Teacake was also quite an interesting character. At a certain moment in the story – those of you who have read it will be able to guess when – he lost a good deal of my sympathy, but this is a gut reaction, not a judgement on the book. There isn’t much more I can tell you without giving away this particular plot detail, but I can say it concerns the extent to which he actually saw Janie as an equal. Edwidge Dandicatt (an author I now really want to read) addresses this point in this edition’s foreword, and I found what she had to say quite interesting. Among other things, she says that the characters’ flaws render them more human, more nuanced, which I agree with.

Their Eyes Were Watching God is many things, and one of them is a very readable piece of good old storytelling. Janie and Teacake’s life at the Everglades in particular had me riveted – the community life, their work in the fields, the description of the hurricane. I read the last fifty pages or so in a single sitting.

After finishing the book, I was taking a took at the Virago Reading Guide, and I came across an interesting quote by Valerie Boyd, Zora Neale Hurston’s biographer. Their Eyes Were Watching God was quite controversial at the time it was published, one of the reasons being that its use of Ebonics was considered demeaning. And there was also the fact that some found it shallow because it ignored racial issues. Valerie Boyd thinks that the fact that the novel doesn’t directly address the predominant oppression of the 30’s doesn’t mean it doesn’t protest it. Rather, it does so by showing a community that is lively and whole; a group of people who are fully human and whose concerns go beyond racial conflicts. She says:
Hurston wrote about life within a particular black community – not about that community’s reactions to white oppression. She was interested in what black people felt and said and did after they’d banished the white man from their minds and turned their thoughts to more interesting things … It protests white oppression by stripping it of its potency, by denying its all-powerfulness in black people’s lives.
Favourite passages:
There is a basin in the mind where words float around on thought and thought on sound and sight. Then there is a depth of thought untouched by words, and deeper still a gulf of formless feelings untouched by thought. Nanny entered this infinity of conscious pain again on her old knees. Towards morning she muttered, “Lawd, you know mah heart. Ah done de best Ah could do. De rest is left to you.” She scuffled up from her knees and fell heavily across the bed. A month later she was dead.

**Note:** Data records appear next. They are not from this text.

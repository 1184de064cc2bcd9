use std::time::Duration;

use http::Method;

use super::Middleware;
use crate::handler::{HandlerRequest, HandlerResponse, HeaderVec, ResponseBody};

/// CORS middleware.
///
/// Answers preflight OPTIONS requests and stamps CORS headers onto every
/// response. The defaults are permissive enough for a same-host admin UI
/// plus local development; production deployments pass explicit origins.
pub struct CorsMiddleware {
    allowed_origins: Vec<String>,
    allowed_headers: Vec<String>,
    allowed_methods: Vec<Method>,
}

impl CorsMiddleware {
    pub fn new(
        allowed_origins: Vec<String>,
        allowed_headers: Vec<String>,
        allowed_methods: Vec<Method>,
    ) -> Self {
        Self {
            allowed_origins,
            allowed_headers,
            allowed_methods,
        }
    }

    /// Stamp the configured CORS headers onto a response.
    ///
    /// Shared between `after()` and the server's preflight short-circuit,
    /// which answers OPTIONS before routing.
    pub fn apply_headers(&self, res: &mut HandlerResponse) {
        res.set_header(
            "Access-Control-Allow-Origin",
            self.allowed_origins.join(", "),
        );
        res.set_header(
            "Access-Control-Allow-Headers",
            self.allowed_headers.join(", "),
        );
        let methods = self
            .allowed_methods
            .iter()
            .map(|m| m.as_str())
            .collect::<Vec<_>>()
            .join(", ");
        res.set_header("Access-Control-Allow-Methods", methods);
    }

    /// The 204 answer for a preflight request, headers included.
    pub fn preflight_response(&self) -> HandlerResponse {
        let mut response = HandlerResponse::new(204, HeaderVec::new(), ResponseBody::Empty);
        self.apply_headers(&mut response);
        response
    }
}

impl Default for CorsMiddleware {
    fn default() -> Self {
        Self {
            allowed_origins: vec!["*".into()],
            allowed_headers: vec!["Content-Type".into(), "Authorization".into()],
            allowed_methods: vec![
                Method::GET,
                Method::POST,
                Method::PUT,
                Method::DELETE,
                Method::OPTIONS,
            ],
        }
    }
}

impl Middleware for CorsMiddleware {
    fn before(&self, req: &HandlerRequest) -> Option<HandlerResponse> {
        if req.method == Method::OPTIONS {
            Some(self.preflight_response())
        } else {
            None
        }
    }

    fn after(&self, _req: &HandlerRequest, res: &mut HandlerResponse, _latency: Duration) {
        self.apply_headers(res);
    }
}
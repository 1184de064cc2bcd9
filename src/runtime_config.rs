//! Coroutine runtime tuning.
//!
//! The server runs on may's stackful coroutines, so the per-coroutine stack
//! size is the main knob. Proxy handlers keep very little on the stack; the
//! default leaves generous headroom for JSON bodies and the blocking HTTP
//! client.

use std::env;
use tracing::warn;

/// Default coroutine stack size in bytes (0x8000 = 32 KiB).
pub const DEFAULT_STACK_SIZE: usize = 0x8000;

/// Runtime configuration loaded from environment variables.
#[derive(Debug, Clone, Copy)]
pub struct RuntimeConfig {
    /// Stack size for handler coroutines in bytes.
    pub stack_size: usize,
}

impl Default for RuntimeConfig {
    fn default() -> Self {
        Self {
            stack_size: DEFAULT_STACK_SIZE,
        }
    }
}

impl RuntimeConfig {
    /// Read `SERVICEBAY_STACK_SIZE` from the environment. Accepts decimal or
    /// hex with an `0x` prefix. Unparseable values fall back to the default.
    pub fn from_env() -> Self {
        let stack_size = match env::var("SERVICEBAY_STACK_SIZE") {
            Ok(raw) => {
                let parsed = if let Some(hex) = raw.strip_prefix("0x") {
                    usize::from_str_radix(hex, 16)
                } else {
                    raw.parse::<usize>()
                };
                match parsed {
                    Ok(size) => size,
                    Err(_) => {
                        warn!(value = %raw, "invalid SERVICEBAY_STACK_SIZE, using default");
                        DEFAULT_STACK_SIZE
                    }
                }
            }
            Err(_) => DEFAULT_STACK_SIZE,
        };
        RuntimeConfig { stack_size }
    }
}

Times and scenes like that put Janie to thinking about the inside state of her marriage. Time came when she fought back with her tongue as best she could, but it didn’t do her any good. It just made Joe do more. He wanted her submission and he’d keep on fighting until he felt he had it.
So gradually, she pressed her teeth together and learned to hush. The spirit of the marriage left the bedroom and took to living in the parlor. It was there to shake hands whenever company came to visit, but it never went back inside the bedroom again. So she put something in there to represent the spirit like a Virgin Mary image in a church. The bed was no longer a daisy-field for her and Joe to play in. It was a place where she went and laid down when she was sleepy and tired.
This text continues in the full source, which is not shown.